_TASK DIRECTIONS_:
Within the data that follows, set down exactly the lines from the one containing "filename crates/pulse-worker/src/runner.rs" through the one containing "handled += 1;", both ends included.

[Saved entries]
-- Opening Marker --

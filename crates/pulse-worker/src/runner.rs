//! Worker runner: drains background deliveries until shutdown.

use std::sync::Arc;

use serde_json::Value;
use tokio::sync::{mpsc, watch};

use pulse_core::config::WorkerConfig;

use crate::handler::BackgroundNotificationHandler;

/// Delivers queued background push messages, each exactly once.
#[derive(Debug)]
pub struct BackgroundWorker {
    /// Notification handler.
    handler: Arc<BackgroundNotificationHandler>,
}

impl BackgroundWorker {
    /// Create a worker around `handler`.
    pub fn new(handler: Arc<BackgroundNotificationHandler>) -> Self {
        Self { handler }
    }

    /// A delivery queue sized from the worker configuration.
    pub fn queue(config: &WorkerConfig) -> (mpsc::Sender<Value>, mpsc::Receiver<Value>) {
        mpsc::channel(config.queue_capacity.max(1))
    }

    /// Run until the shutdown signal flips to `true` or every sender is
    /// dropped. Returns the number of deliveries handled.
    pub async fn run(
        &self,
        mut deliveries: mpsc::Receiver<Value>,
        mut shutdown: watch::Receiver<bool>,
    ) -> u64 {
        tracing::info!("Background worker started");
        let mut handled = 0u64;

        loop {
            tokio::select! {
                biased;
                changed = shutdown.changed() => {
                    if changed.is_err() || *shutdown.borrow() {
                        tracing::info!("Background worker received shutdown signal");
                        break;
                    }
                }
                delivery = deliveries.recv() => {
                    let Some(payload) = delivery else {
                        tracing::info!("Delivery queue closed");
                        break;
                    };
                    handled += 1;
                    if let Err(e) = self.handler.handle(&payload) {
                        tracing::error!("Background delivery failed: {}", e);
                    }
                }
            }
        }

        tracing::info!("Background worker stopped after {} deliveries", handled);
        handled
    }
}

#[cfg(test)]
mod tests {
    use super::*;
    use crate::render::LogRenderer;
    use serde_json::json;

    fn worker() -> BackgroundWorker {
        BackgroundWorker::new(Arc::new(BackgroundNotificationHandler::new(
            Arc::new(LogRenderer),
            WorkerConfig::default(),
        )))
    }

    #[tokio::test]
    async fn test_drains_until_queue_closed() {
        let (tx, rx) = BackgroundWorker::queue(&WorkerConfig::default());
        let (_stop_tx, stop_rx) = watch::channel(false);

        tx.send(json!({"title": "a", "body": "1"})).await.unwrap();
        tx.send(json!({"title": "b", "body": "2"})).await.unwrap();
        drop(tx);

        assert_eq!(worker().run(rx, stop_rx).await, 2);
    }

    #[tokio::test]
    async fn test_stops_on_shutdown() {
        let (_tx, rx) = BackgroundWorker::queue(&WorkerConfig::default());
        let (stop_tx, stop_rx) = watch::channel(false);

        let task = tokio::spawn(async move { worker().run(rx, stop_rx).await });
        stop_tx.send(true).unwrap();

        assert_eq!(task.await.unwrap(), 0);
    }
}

-- Closing Marker --
-- Opening Marker --

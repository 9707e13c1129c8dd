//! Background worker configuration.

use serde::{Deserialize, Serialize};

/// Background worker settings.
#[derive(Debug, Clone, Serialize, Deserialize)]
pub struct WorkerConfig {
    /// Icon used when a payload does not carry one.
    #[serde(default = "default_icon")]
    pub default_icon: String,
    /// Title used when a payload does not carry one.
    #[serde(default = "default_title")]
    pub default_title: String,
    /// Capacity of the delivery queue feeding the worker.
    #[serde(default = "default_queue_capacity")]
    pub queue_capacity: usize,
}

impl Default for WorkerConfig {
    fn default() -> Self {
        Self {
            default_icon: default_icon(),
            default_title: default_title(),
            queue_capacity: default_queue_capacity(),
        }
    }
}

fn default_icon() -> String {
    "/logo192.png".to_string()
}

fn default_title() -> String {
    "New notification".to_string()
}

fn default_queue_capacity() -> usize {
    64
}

-- Closing Marker --

_WRITTEN REPLY_:
filename crates/pulse-worker/src/runner.rs
//! Worker runner: drains background deliveries until shutdown.

use std::sync::Arc;

use serde_json::Value;
use tokio::sync::{mpsc, watch};

use pulse_core::config::WorkerConfig;

use crate::handler::BackgroundNotificationHandler;

/// Delivers queued background push messages, each exactly once.
#[derive(Debug)]
pub struct BackgroundWorker {
    /// Notification handler.
    handler: Arc<BackgroundNotificationHandler>,
}

impl BackgroundWorker {
    /// Create a worker around `handler`.
    pub fn new(handler: Arc<BackgroundNotificationHandler>) -> Self {
        Self { handler }
    }

    /// A delivery queue sized from the worker configuration.
    pub fn queue(config: &WorkerConfig) -> (mpsc::Sender<Value>, mpsc::Receiver<Value>) {
        mpsc::channel(config.queue_capacity.max(1))
    }

    /// Run until the shutdown signal flips to `true` or every sender is
    /// dropped. Returns the number of deliveries handled.
    pub async fn run(
        &self,
        mut deliveries: mpsc::Receiver<Value>,
        mut shutdown: watch::Receiver<bool>,
    ) -> u64 {
        tracing::info!("Background worker started");
        let mut handled = 0u64;

        loop {
            tokio::select! {
                biased;
                changed = shutdown.changed() => {
                    if changed.is_err() || *shutdown.borrow() {
                        tracing::info!("Background worker received shutdown signal");
                        break;
                    }
                }
                delivery = deliveries.recv() => {
                    let Some(payload) = delivery else {
                        tracing::info!("Delivery queue closed");
                        break;
                    };
                    handled += 1;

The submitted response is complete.